Open samanehsan opened 5 years ago
@samanehsan do you think that there will be general processing that is uniform across different types of feature barcode use or if different assay types will have different solutions.
Are there assays where feature barcodes might or might not be used?
I see the goal of ensuring that we can know when feature barcodes will be used. I am trying to understand if this needs to be encoded independently of other assay labels.
@willrockout I know you have looked at citeseq and have plans for that, how would this work with what you are proposing?
@lauraclarke, the @HumanCellAtlas/pipelines-computational-biologists will be able to answer your questions about feature barcoding!
My limited understanding of feature barcoding is that there are many ways to incorporate and use them, and I think they all impact analysis choices. We plan to do a spike on feature barcoding pipelines next Q and would have more info then. But hopefully someone tagged in Saman's comment can provide more insight.
In the short-term we aim to support V3 without feature barcodes, so we need to make sure that we can differentiate datasets with and with out them so a boolean flag is appropriate. I have not looked into the V3 feature barcoding sufficiently to be able to say if further metadata information will be required to be provided in the case where feature barcodes are enabled. A spike is required.
This sounds like it would be a good topic for a metadata call.
If a general feature barcoding tag is useful I am very happy to add it but I am trying to understand if actually the majority of uses of feature barcoding will be handled differently then specific labels for the specific type of feature barcoding might be a better solution than a blank boolean field
As a specific example right now, you avoid analysing the cite-seq dataset as that is the label in the library construction approach
It might be better to make sure that specific library construction approaches which use a particular feature barcoding strategy that needs a specialist pipeline explicitly list it in library construction on elsewhere rather than with a binary flag and defaulting to library construction 10x v3 because a 10x v3 machine was used
If I understand you correctly, I agree that having the presence or absence of feature barcodes (FBs) in the library construction tag might be a better approach.
I don't have a preference as long as we can clearly differentiate the libraries that don't use Feature Barcoding. One thing I would urge however, if we go down this path, is to make sure that we avoid a generic tag like "V3" as it will be unclear what this is and users will select it with different assumptions (i.e. some "V3" tagged datasets with have FB and some not). We want something like "V3 no feature barcodes" and "V3 with feature barcodes" or something along those lines.
Hope this is clear, happy to jump into a call if clarification is required.
Also wanted to note that 10X V3 chemistry does not required (to the best of my knowledge) a different instrument version, just a different kit.

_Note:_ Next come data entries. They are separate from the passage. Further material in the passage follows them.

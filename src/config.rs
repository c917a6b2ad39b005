//! Disjoint pool configuration

use std::borrow::Cow;
use std::sync::Arc;

use crate::error::{PoolError, PoolResult};
use crate::limits::SharedLimits;
use crate::utils::is_power_of_two;

/// Smallest bucket size the pool will ever create
pub const MIN_BUCKET_DEFAULT: usize = 8;

/// Configuration for a [`DisjointPool`](crate::DisjointPool)
#[derive(Debug, Clone)]
pub struct DisjointPoolConfig {
    /// Minimum size of a coarse-grain provider allocation; also the
    /// alignment every slab is placed at. Must be a power of two.
    pub slab_min_size: usize,

    /// Requests with an effective size above this bypass the pool and go
    /// straight to the provider
    pub max_poolable_size: usize,

    /// Maximum retained empty slabs per whole-slab-mode bucket
    /// (chunked-mode buckets always retain at most one)
    pub capacity: usize,

    /// Smallest bucket size; must be a nonzero power of two. Clamped into
    /// `[MIN_BUCKET_DEFAULT, CUT_OFF]` at pool creation.
    pub min_bucket_size: usize,

    /// Cap on retained bytes, shared with other pools when supplied.
    /// `None` gives this pool a private, unbounded instance.
    pub shared_limits: Option<Arc<SharedLimits>>,

    /// Trace verbosity: 0 disables statistics, 1 tracks slab counters,
    /// 2 additionally counts allocations and logs a summary at teardown,
    /// 3 additionally logs every allocation and free
    pub pool_trace: u8,

    /// Identifier used in trace output
    pub name: Cow<'static, str>,

    /// Fill pattern byte for memory handed out to the caller (debugging)
    pub alloc_pattern: Option<u8>,
    /// Fill pattern byte for memory returning to the pool (debugging)
    pub dealloc_pattern: Option<u8>,
}

impl Default for DisjointPoolConfig {
    fn default() -> Self {
        Self {
            slab_min_size: 64 * 1024,
            max_poolable_size: 2 * 1024 * 1024,
            capacity: 4,
            min_bucket_size: MIN_BUCKET_DEFAULT,
            shared_limits: None,
            pool_trace: 0,
            name: Cow::Borrowed("disjoint_pool"),
            alloc_pattern: if cfg!(debug_assertions) {
                Some(0xCC)
            } else {
                None
            },
            dealloc_pattern: if cfg!(debug_assertions) {
                Some(0xDD)
            } else {
                None
            },
        }
    }
}

impl DisjointPoolConfig {
    /// Production configuration - optimized for performance
    #[must_use]
    pub fn performance() -> Self {
        Self {
            alloc_pattern: None,
            dealloc_pattern: None,
            ..Self::default()
        }
    }

    /// Debug configuration - pattern fills and full tracing
    #[must_use]
    pub fn debug() -> Self {
        Self {
            pool_trace: 3,
            alloc_pattern: Some(0xCC),
            dealloc_pattern: Some(0xDD),
            ..Self::default()
        }
    }

    /// Sets the pool name used in traces
    #[must_use]
    pub fn with_name(mut self, name: impl Into<Cow<'static, str>>) -> Self {
        self.name = name.into();
        self
    }

    /// Sets an external shared-limits handle
    #[must_use]
    pub fn with_shared_limits(mut self, limits: Arc<SharedLimits>) -> Self {
        self.shared_limits = Some(limits);
        self
    }

    /// Checks the parameters the bucket table depends on
    ///
    /// # Errors
    /// Returns [`PoolError::InvalidArgument`] when `min_bucket_size` or
    /// `slab_min_size` is zero or not a power of two.
    pub fn validate(&self) -> PoolResult<()> {
        if !is_power_of_two(self.min_bucket_size) {
            return Err(PoolError::InvalidArgument);
        }
        if !is_power_of_two(self.slab_min_size) {
            return Err(PoolError::InvalidArgument);
        }
        Ok(())
    }
}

Could the current barcodes module that be utilised? https://github.com/HumanCellAtlas/metadata-schema/blob/master/json_schema/module/process/sequencing/barcode.json
Could the current barcodes module that be utilised? https://github.com/HumanCellAtlas/metadata-schema/blob/master/json_schema/module/process/sequencing/barcode.json
I wasn't on the call but I think that was what @willrockout was thinking about for cite-seq
So perhaps the presence of one of those fields could be used as a definitive declaration of presence or absence of barcodes
I don't know about the existing representation of the barcodes and I would like to learn more. However features barcodes are very different in their use to library barcodes or cell barcodes so would generally not expect the same representation to work unless very general.
This module is actually for imaging barcodes
@lauraclarke no it's for sequencing barcodes. It's the metadata you need to locate the barcodes. As Nick says currently used for cell and umi barcodes. Basically three fields: barcode_read barcode_offset barcode_length
so using this would give you:
feature.barcode_read feature.barcode_offset feature.barcode_length
Presence/absence of feature.barcode_read in addition to library construction 10x v3 would tell you if the pipeline needs to look for barcodes. Then the other two tell you where to look (although this would be standard for 10x I guess)
For which schema is a change/update being suggested?
I'm not sure which schema would be appropriate here
What should the change/update be?
I would like to add a new field that indicates whether feature barcodes were used for a 10x v3 sequencing assay.
Why is the change requested?
Whether or not a 10x v3 sequencing experiments uses feature barcoding will impact how the data is analyzed, so that information needs to be captured in the metadata.